*** Begin section ***

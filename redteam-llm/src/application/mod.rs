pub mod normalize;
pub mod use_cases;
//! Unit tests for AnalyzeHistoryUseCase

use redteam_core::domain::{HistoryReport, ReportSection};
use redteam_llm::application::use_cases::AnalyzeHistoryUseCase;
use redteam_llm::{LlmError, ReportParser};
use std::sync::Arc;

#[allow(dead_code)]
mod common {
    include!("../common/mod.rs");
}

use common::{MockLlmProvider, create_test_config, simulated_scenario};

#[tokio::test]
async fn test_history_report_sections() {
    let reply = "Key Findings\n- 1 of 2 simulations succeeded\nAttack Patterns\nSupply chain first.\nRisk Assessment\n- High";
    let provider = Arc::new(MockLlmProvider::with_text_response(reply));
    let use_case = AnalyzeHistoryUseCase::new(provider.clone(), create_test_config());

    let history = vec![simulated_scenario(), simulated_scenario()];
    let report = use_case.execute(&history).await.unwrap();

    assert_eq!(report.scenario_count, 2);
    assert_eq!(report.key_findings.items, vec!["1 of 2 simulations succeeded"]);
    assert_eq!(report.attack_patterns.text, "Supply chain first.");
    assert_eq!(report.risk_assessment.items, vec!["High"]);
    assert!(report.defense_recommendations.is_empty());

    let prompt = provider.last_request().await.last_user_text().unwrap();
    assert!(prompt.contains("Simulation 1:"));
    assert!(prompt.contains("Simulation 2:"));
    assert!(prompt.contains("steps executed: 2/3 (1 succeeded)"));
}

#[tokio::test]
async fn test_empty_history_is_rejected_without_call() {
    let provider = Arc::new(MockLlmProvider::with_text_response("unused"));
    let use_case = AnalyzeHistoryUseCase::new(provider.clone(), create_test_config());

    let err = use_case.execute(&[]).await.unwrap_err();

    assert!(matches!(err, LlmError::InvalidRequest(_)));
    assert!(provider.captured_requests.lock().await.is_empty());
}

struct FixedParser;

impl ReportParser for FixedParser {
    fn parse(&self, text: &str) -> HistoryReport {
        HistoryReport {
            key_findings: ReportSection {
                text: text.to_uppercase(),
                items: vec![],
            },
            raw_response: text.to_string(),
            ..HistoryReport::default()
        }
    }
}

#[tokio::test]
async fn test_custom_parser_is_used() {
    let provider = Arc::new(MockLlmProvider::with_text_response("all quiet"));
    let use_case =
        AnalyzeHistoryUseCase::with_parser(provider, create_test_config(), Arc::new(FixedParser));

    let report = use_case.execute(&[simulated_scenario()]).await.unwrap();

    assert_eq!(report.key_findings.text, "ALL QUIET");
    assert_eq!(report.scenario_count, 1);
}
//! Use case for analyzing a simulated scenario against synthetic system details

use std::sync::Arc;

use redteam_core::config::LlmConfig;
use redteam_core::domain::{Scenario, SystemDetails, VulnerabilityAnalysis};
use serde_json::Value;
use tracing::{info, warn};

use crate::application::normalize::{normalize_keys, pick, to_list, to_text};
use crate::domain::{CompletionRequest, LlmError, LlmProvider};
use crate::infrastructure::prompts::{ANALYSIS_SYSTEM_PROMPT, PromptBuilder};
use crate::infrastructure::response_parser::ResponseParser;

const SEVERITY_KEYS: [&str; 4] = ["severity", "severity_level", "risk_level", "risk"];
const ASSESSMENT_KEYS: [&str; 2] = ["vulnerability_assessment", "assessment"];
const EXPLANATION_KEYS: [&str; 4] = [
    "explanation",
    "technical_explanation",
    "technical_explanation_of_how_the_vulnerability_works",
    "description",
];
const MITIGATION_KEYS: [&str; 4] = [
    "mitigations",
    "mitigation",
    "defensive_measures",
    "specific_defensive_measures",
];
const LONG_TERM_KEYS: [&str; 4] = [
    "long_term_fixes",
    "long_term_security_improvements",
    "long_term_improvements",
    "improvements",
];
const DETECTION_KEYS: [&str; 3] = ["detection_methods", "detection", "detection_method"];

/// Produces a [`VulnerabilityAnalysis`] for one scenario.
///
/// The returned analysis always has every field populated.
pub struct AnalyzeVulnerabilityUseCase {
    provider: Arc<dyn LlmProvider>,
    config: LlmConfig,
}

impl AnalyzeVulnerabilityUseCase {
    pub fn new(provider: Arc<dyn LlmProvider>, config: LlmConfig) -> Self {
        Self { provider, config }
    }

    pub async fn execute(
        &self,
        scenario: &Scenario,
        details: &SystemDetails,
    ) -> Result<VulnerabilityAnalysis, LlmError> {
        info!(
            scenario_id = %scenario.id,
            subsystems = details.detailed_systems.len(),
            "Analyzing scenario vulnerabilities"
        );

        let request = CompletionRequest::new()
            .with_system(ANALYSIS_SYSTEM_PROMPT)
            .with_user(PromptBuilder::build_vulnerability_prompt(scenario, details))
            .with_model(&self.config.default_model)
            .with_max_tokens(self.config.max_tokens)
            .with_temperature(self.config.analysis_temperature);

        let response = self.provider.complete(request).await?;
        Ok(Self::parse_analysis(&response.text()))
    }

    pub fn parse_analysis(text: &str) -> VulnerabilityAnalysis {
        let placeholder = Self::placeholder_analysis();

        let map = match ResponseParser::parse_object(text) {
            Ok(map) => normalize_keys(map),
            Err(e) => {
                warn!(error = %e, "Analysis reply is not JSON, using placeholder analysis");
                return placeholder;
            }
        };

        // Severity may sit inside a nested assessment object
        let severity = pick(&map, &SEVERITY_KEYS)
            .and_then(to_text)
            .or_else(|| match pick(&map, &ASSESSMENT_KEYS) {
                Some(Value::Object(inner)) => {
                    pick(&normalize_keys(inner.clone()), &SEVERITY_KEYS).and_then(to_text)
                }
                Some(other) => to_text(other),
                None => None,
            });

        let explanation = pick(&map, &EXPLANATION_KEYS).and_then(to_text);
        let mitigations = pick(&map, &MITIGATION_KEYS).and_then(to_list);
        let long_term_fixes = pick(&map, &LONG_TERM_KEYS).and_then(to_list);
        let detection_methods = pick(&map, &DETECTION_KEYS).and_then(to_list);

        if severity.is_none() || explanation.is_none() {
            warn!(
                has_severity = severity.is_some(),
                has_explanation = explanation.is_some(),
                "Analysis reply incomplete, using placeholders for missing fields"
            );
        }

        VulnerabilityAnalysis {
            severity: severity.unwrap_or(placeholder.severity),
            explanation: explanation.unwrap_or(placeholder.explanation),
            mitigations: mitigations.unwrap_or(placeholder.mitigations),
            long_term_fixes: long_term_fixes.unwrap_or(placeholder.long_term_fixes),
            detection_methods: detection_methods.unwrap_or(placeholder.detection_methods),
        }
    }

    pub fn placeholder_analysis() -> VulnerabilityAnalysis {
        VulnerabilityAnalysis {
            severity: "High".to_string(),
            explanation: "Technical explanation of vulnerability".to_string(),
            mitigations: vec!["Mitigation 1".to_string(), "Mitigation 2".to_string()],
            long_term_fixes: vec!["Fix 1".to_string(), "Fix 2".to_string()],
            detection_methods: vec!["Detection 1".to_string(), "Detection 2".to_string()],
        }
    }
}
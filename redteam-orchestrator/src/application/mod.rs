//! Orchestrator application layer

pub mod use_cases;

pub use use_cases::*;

*** End section ***
*** Begin section ***

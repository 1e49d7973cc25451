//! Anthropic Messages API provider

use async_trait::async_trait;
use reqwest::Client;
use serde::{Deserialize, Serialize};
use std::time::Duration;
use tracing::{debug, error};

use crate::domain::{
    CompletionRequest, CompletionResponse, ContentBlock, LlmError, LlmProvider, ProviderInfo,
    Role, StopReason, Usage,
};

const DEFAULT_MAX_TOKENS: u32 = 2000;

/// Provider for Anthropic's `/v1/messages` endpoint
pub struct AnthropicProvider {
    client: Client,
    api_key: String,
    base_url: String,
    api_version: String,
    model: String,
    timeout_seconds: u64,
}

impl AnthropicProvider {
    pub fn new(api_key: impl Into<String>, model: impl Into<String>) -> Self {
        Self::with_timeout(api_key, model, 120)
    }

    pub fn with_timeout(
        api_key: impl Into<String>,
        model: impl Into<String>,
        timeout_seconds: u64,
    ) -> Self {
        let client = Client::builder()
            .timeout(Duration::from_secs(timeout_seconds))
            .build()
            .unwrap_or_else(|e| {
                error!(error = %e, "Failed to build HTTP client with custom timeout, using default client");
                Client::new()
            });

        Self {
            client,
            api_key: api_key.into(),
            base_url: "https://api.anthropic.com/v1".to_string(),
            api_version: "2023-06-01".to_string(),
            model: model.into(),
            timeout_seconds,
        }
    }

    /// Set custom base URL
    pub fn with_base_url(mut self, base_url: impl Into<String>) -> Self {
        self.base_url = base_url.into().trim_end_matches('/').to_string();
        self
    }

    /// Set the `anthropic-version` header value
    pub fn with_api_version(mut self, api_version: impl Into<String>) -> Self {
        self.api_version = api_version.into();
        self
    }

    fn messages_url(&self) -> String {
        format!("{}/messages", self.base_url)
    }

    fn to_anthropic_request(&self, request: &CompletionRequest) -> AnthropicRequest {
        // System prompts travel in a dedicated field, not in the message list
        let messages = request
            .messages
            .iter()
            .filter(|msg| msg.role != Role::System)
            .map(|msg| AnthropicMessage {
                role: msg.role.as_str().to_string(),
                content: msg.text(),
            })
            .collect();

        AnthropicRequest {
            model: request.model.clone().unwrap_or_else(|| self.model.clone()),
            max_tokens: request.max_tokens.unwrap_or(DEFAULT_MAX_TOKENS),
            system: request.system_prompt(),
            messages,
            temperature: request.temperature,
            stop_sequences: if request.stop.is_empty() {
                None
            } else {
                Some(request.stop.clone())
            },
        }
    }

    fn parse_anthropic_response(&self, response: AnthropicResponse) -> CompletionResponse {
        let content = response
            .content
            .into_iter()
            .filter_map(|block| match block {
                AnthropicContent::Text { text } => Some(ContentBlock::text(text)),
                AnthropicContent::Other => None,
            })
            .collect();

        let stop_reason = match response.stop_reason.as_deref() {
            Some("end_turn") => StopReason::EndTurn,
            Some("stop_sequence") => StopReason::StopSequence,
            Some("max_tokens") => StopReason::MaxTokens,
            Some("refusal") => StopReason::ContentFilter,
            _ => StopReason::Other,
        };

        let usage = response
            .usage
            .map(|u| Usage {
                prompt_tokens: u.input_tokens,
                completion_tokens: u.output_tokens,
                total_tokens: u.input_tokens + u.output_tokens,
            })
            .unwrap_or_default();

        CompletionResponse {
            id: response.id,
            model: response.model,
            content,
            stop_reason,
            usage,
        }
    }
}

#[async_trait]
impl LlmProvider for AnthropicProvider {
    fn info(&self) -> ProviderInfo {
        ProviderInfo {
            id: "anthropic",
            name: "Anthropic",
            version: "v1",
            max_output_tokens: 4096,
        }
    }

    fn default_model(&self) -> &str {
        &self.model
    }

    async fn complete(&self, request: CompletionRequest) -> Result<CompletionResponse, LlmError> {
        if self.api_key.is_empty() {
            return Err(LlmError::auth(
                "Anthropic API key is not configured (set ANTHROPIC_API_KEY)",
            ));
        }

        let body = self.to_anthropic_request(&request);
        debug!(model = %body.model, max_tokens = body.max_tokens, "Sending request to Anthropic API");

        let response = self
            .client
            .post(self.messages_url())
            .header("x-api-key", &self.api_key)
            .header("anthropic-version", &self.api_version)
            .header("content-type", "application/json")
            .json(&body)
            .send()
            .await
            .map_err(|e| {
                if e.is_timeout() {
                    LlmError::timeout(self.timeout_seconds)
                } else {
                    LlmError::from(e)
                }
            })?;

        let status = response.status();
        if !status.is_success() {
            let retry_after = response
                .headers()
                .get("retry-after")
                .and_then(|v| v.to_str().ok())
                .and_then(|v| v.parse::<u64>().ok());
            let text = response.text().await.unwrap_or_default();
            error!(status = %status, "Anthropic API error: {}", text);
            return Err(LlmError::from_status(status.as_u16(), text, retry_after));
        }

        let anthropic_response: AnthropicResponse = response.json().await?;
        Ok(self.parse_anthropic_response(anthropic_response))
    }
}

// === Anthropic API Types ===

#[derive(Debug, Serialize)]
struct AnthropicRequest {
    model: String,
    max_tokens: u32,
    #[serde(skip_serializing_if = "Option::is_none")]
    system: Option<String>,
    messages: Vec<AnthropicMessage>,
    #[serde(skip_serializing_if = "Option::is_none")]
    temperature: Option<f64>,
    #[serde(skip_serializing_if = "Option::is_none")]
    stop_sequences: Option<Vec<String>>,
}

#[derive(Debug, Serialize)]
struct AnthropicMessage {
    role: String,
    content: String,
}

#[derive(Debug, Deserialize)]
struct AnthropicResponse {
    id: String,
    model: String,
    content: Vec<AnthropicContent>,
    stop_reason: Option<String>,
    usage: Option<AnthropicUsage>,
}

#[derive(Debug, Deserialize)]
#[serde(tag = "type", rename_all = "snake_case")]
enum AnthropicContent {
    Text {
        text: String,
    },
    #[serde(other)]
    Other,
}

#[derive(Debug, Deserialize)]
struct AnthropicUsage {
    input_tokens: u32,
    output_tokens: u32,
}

*** End section ***

Copy out whichever lines of the listing contain the word "AnthropicUsage".

Response to the exercise —
    usage: Option<AnthropicUsage>,
struct AnthropicUsage {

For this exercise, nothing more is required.